You will be asked to choose whether you would like to include or exclude Carrier Status* and Health Predisposition (including Genetic Health Risk) reports*. Our health reports provide information about genetic risks for health conditions that could be relevant for you, your children, and potentially other family members. Deciding whether or not you want to learn about these risks is a personal choice. You have control over what types of information you would like to see and can choose to exclude certain reports that you may not want to view.
If you choose to exclude these reports, you can include them at a later time from within your account settings. You will also have the choice to remove these reports from view at a later time, however, please remember that once you have viewed your genetic information, the knowledge is irrevocable.
It is important to note that reports on wellness and traits are always visible.

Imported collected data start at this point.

//! Repository port for category persistence, lookup, and listing.

use crate::category::domain::{Category, CategoryId, CategoryQuery, NewCategory};
use async_trait::async_trait;
use std::sync::Arc;
use thiserror::Error;

/// Result type for category repository operations.
pub type CategoryRepositoryResult<T> = Result<T, CategoryRepositoryError>;

/// Category persistence contract.
#[async_trait]
pub trait CategoryRepository: Send + Sync {
    /// Stores a new category and returns it with its assigned identifier.
    ///
    /// # Errors
    ///
    /// Returns [`CategoryRepositoryError::Persistence`] when the store
    /// rejects the write.
    async fn save(&self, category: &NewCategory) -> CategoryRepositoryResult<Category>;

    /// Finds a category by identifier.
    ///
    /// Returns `None` when the category does not exist.
    async fn find_by_id(&self, id: CategoryId) -> CategoryRepositoryResult<Option<Category>>;

    /// Returns the page of categories matching the query plus the total
    /// match count across all pages.
    async fn find_by_query(
        &self,
        query: &CategoryQuery,
    ) -> CategoryRepositoryResult<(Vec<Category>, u64)>;

    /// Persists changes to an existing category, whole-entity.
    ///
    /// # Errors
    ///
    /// Returns [`CategoryRepositoryError::NotFound`] when the category does
    /// not exist.
    async fn update(&self, category: &Category) -> CategoryRepositoryResult<Category>;

    /// Deletes a category by identifier.
    ///
    /// Tasks referencing the category keep existing; the store nullifies
    /// their reference.
    ///
    /// # Errors
    ///
    /// Returns [`CategoryRepositoryError::NotFound`] when no stored
    /// category matched the identifier.
    async fn delete(&self, id: CategoryId) -> CategoryRepositoryResult<()>;
}

/// Errors returned by category repository implementations.
#[derive(Debug, Clone, Error)]
pub enum CategoryRepositoryError {
    /// The category was not found.
    #[error("category not found: {0}")]
    NotFound(CategoryId),

    /// Persistence-layer failure.
    #[error("persistence error: {0}")]
    Persistence(Arc<dyn std::error::Error + Send + Sync>),
}

impl CategoryRepositoryError {
    /// Wraps a persistence error.
    pub fn persistence(err: impl std::error::Error + Send + Sync + 'static) -> Self {
        Self::Persistence(Arc::new(err))
    }
}
//! Error types for task domain validation and parsing.

use thiserror::Error;

/// Errors returned while constructing domain task values.
#[derive(Debug, Clone, Error, PartialEq, Eq)]
pub enum TaskDomainError {
    /// The task title is empty after trimming.
    #[error("task title must not be empty")]
    EmptyTitle,
}

/// Error returned while parsing task statuses from caller input or
/// persistence.
#[derive(Debug, Clone, Error, PartialEq, Eq)]
#[error("invalid status: {0} (expected Pending, Doing, or Done)")]
pub struct ParseTaskStatusError(pub String);
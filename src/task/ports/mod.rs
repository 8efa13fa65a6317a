//! Port contracts for task management.
//!
//! Ports define infrastructure-agnostic interfaces used by task services.

pub mod repository;

pub use repository::{TaskRepository, TaskRepositoryError, TaskRepositoryResult};
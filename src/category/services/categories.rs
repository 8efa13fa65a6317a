//! Service layer for category CRUD and listing.

use crate::category::{
    domain::{
        Category, CategoryDomainError, CategoryId, CategoryPatch, CategoryQuery, NewCategory,
        Palette,
    },
    ports::{CategoryRepository, CategoryRepositoryError, CategoryRepositoryResult},
};
use crate::listing::PageMeta;
use mockable::Clock;
use std::sync::Arc;
use thiserror::Error;

/// Request payload for creating a category.
#[derive(Debug, Clone, PartialEq, Eq)]
pub struct CreateCategoryRequest {
    name: String,
    description: Option<String>,
}

impl CreateCategoryRequest {
    /// Creates a request with the required name.
    #[must_use]
    pub fn new(name: impl Into<String>) -> Self {
        Self {
            name: name.into(),
            description: None,
        }
    }

    /// Sets the category description.
    #[must_use]
    pub fn with_description(mut self, description: impl Into<String>) -> Self {
        self.description = Some(description.into());
        self
    }
}

/// Service-level errors for category operations.
#[derive(Debug, Error)]
pub enum CategoryServiceError {
    /// No category exists with the given identifier.
    #[error("category not found: {0}")]
    NotFound(CategoryId),

    /// Domain validation failed.
    #[error(transparent)]
    Domain(#[from] CategoryDomainError),

    /// Repository operation failed.
    #[error(transparent)]
    Repository(CategoryRepositoryError),
}

impl From<CategoryRepositoryError> for CategoryServiceError {
    fn from(err: CategoryRepositoryError) -> Self {
        match err {
            CategoryRepositoryError::NotFound(id) => Self::NotFound(id),
            other => Self::Repository(other),
        }
    }
}

/// Result type for category service operations.
pub type CategoryServiceResult<T> = Result<T, CategoryServiceError>;

/// Category orchestration service.
#[derive(Clone)]
pub struct CategoryService<R, C>
where
    R: CategoryRepository,
    C: Clock + Send + Sync,
{
    repository: Arc<R>,
    clock: Arc<C>,
    palette: Palette,
}

impl<R, C> CategoryService<R, C>
where
    R: CategoryRepository,
    C: Clock + Send + Sync,
{
    /// Creates a new category service drawing colours from `palette`.
    #[must_use]
    pub const fn new(repository: Arc<R>, clock: Arc<C>, palette: Palette) -> Self {
        Self {
            repository,
            clock,
            palette,
        }
    }

    /// Creates a category with a randomly assigned palette colour.
    ///
    /// # Errors
    ///
    /// Returns [`CategoryServiceError::Domain`] when the name is empty or
    /// [`CategoryServiceError::Repository`] when persistence fails.
    pub async fn create_category(
        &self,
        request: CreateCategoryRequest,
    ) -> CategoryServiceResult<Category> {
        let color = self.palette.pick();
        let draft = NewCategory::new(request.name, request.description, color, &*self.clock)?;
        Ok(self.repository.save(&draft).await?)
    }

    /// Retrieves a category by identifier.
    ///
    /// # Errors
    ///
    /// Returns [`CategoryServiceError::NotFound`] when the identifier is
    /// unknown.
    pub async fn get_category(&self, id: CategoryId) -> CategoryServiceResult<Category> {
        let found = self.repository.find_by_id(id).await?;
        found.ok_or(CategoryServiceError::NotFound(id))
    }

    /// Lists categories matching the query with pagination metadata.
    ///
    /// # Errors
    ///
    /// Returns [`CategoryServiceError::Repository`] when the listing query
    /// fails.
    pub async fn list_categories(
        &self,
        query: &CategoryQuery,
    ) -> CategoryServiceResult<(Vec<Category>, PageMeta)> {
        let (categories, total) = self.repository.find_by_query(query).await?;
        Ok((categories, PageMeta::new(total, query.pagination())))
    }

    /// Applies a sparse update to an existing category.
    ///
    /// The whole merged entity is written back in a single call; concurrent
    /// updates are last-writer-wins.
    ///
    /// # Errors
    ///
    /// Returns [`CategoryServiceError::NotFound`] when the identifier is
    /// unknown and [`CategoryServiceError::Domain`] when the patch carries
    /// an out-of-palette colour; nothing is persisted on failure.
    pub async fn update_category(
        &self,
        id: CategoryId,
        patch: CategoryPatch,
    ) -> CategoryServiceResult<Category> {
        let mut category = self.get_category(id).await?;
        category.apply_patch(patch, &self.palette)?;
        Ok(self.repository.update(&category).await?)
    }

    /// Deletes a category by identifier.
    ///
    /// # Errors
    ///
    /// Returns [`CategoryServiceError::NotFound`] when the identifier is
    /// unknown.
    pub async fn delete_category(&self, id: CategoryId) -> CategoryServiceResult<()> {
        let result: CategoryRepositoryResult<()> = self.repository.delete(id).await;
        Ok(result?)
    }
}
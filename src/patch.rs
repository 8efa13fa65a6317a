//! Tagged optional values for sparse update requests.
//!
//! A plain `Option` cannot distinguish "leave this field alone" from "clear
//! this field", which forces nullable fields into ambiguous conventions.
//! [`FieldUpdate`] makes the three cases explicit: a field absent from a
//! request is [`FieldUpdate::Unset`], an explicit `null` is
//! [`FieldUpdate::Clear`], and a value is [`FieldUpdate::Set`].

use serde::{Deserialize, Deserializer, Serialize, Serializer};

/// Sparse-update state of a single nullable field.
#[derive(Debug, Clone, Copy, Default, PartialEq, Eq)]
pub enum FieldUpdate<T> {
    /// The request did not mention the field; keep the current value.
    #[default]
    Unset,
    /// The request explicitly cleared the field.
    Clear,
    /// The request supplied a replacement value.
    Set(T),
}

impl<T> FieldUpdate<T> {
    /// Returns `true` when the field was not mentioned in the request.
    #[must_use]
    pub const fn is_unset(&self) -> bool {
        matches!(self, Self::Unset)
    }

    /// Applies the update to the current value of the field.
    ///
    /// `Unset` keeps `current`, `Clear` yields `None`, and `Set` replaces
    /// the value.
    #[must_use]
    pub fn apply(self, current: Option<T>) -> Option<T> {
        match self {
            Self::Unset => current,
            Self::Clear => None,
            Self::Set(value) => Some(value),
        }
    }
}

impl<'de, T> Deserialize<'de> for FieldUpdate<T>
where
    T: Deserialize<'de>,
{
    fn deserialize<D>(deserializer: D) -> Result<Self, D::Error>
    where
        D: Deserializer<'de>,
    {
        // Only reached when the field is present; serde field defaults map
        // absence to `Unset`.
        Option::<T>::deserialize(deserializer).map(|value| value.map_or(Self::Clear, Self::Set))
    }
}

impl<T> Serialize for FieldUpdate<T>
where
    T: Serialize,
{
    fn serialize<S>(&self, serializer: S) -> Result<S::Ok, S::Error>
    where
        S: Serializer,
    {
        match self {
            Self::Unset | Self::Clear => serializer.serialize_none(),
            Self::Set(value) => serializer.serialize_some(value),
        }
    }
}
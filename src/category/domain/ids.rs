//! Identifier type for the category domain.

use serde::{Deserialize, Serialize};
use std::fmt;

/// Unique identifier for a persisted category, assigned by the store.
#[derive(
    Debug, Clone, Copy, PartialEq, Eq, PartialOrd, Ord, Hash, Serialize, Deserialize, Default,
)]
#[serde(transparent)]
pub struct CategoryId(i64);

impl CategoryId {
    /// Wraps a store-assigned identifier.
    #[must_use]
    pub const fn new(value: i64) -> Self {
        Self(value)
    }

    /// Returns the underlying numeric value.
    #[must_use]
    pub const fn value(self) -> i64 {
        self.0
    }
}

impl fmt::Display for CategoryId {
    fn fmt(&self, f: &mut fmt::Formatter<'_>) -> fmt::Result {
        write!(f, "{}", self.0)
    }
}
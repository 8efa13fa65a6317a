//! Task management: CRUD, status lifecycle, and filtered listing.
//!
//! Tasks carry a three-state status (`Pending`, `Doing`, `Done`), an
//! optional due date, and an optional reference to a category. List
//! operations support substring search, an allow-listed sort, a status
//! filter, and pagination through the shared [`crate::listing`] engine.
//! The module follows hexagonal architecture:
//!
//! - Domain types in [`domain`]
//! - Port contracts in [`ports`]
//! - Adapter implementations in [`adapters`]
//! - Orchestration services in [`services`]

pub mod adapters;
pub mod domain;
pub mod ports;
pub mod services;

#[cfg(test)]
mod tests;
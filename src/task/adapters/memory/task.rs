//! In-memory task repository for tests and embedding.

use async_trait::async_trait;
use std::collections::BTreeMap;
use std::sync::{Arc, RwLock};

use crate::listing::paginate;
use crate::task::{
    domain::{NewTask, PersistedTaskData, Task, TaskId, TaskQuery},
    ports::{TaskRepository, TaskRepositoryError, TaskRepositoryResult},
};

/// Thread-safe in-memory task repository.
#[derive(Debug, Clone, Default)]
pub struct InMemoryTaskRepository {
    state: Arc<RwLock<InMemoryTaskState>>,
}

#[derive(Debug)]
struct InMemoryTaskState {
    tasks: BTreeMap<TaskId, Task>,
    next_id: i64,
}

impl Default for InMemoryTaskState {
    fn default() -> Self {
        Self {
            tasks: BTreeMap::new(),
            next_id: 1,
        }
    }
}

impl InMemoryTaskRepository {
    /// Creates an empty in-memory repository.
    #[must_use]
    pub fn new() -> Self {
        Self::default()
    }
}

#[async_trait]
impl TaskRepository for InMemoryTaskRepository {
    async fn save(&self, task: &NewTask) -> TaskRepositoryResult<Task> {
        let mut state = self.state.write().map_err(|err| {
            TaskRepositoryError::persistence(std::io::Error::other(err.to_string()))
        })?;

        let id = TaskId::new(state.next_id);
        state.next_id += 1;
        let persisted = Task::from_persisted(PersistedTaskData {
            id,
            title: task.title().to_owned(),
            description: task.description().map(ToOwned::to_owned),
            status: task.status(),
            due_at: task.due_at(),
            category_id: task.category_id(),
            created_at: task.created_at(),
            updated_at: task.updated_at(),
        });
        state.tasks.insert(id, persisted.clone());
        Ok(persisted)
    }

    async fn find_by_id(&self, id: TaskId) -> TaskRepositoryResult<Option<Task>> {
        let state = self.state.read().map_err(|err| {
            TaskRepositoryError::persistence(std::io::Error::other(err.to_string()))
        })?;
        Ok(state.tasks.get(&id).cloned())
    }

    async fn find_by_query(&self, query: &TaskQuery) -> TaskRepositoryResult<(Vec<Task>, u64)> {
        let state = self.state.read().map_err(|err| {
            TaskRepositoryError::persistence(std::io::Error::other(err.to_string()))
        })?;

        let mut matching: Vec<Task> = state
            .tasks
            .values()
            .filter(|task| query.matches(task))
            .cloned()
            .collect();
        matching.sort_by(|a, b| query.compare(a, b));

        let total = u64::try_from(matching.len()).unwrap_or(u64::MAX);
        Ok((paginate(matching, query.pagination()), total))
    }

    async fn update(&self, task: &Task) -> TaskRepositoryResult<Task> {
        let mut state = self.state.write().map_err(|err| {
            TaskRepositoryError::persistence(std::io::Error::other(err.to_string()))
        })?;

        if !state.tasks.contains_key(&task.id()) {
            return Err(TaskRepositoryError::NotFound(task.id()));
        }
        state.tasks.insert(task.id(), task.clone());
        Ok(task.clone())
    }

    async fn delete(&self, id: TaskId) -> TaskRepositoryResult<()> {
        let mut state = self.state.write().map_err(|err| {
            TaskRepositoryError::persistence(std::io::Error::other(err.to_string()))
        })?;

        if state.tasks.remove(&id).is_none() {
            return Err(TaskRepositoryError::NotFound(id));
        }
        Ok(())
    }
}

*The 23andMe PGS test uses qualitative genotyping to detect select clinically relevant variants in the genomic DNA of adults from saliva for the purpose of reporting and interpreting genetic health risks and reporting carrier status. It is not intended to diagnose any disease. Your ethnicity may affect the relevance of each report and how your genetic health risk results are interpreted. Each genetic health risk report describes if a person has variants associated with a higher risk of developing a disease, but does not describe a person’s overall risk of developing the disease. The test is not intended to tell you anything about your current state of health, or to be used to make medical decisions, including whether or not you should take a medication, how much of a medication you should take, or determine any treatment. Our carrier status reports can be used to determine carrier status, but cannot determine if you have two copies of any genetic variant. These carrier reports are not intended to tell you anything about your risk for developing a disease in the future, the health of your fetus, or your newborn child's risk of developing a particular disease later in life. For certain conditions, we provide a single report that includes information on both carrier status and genetic health risk.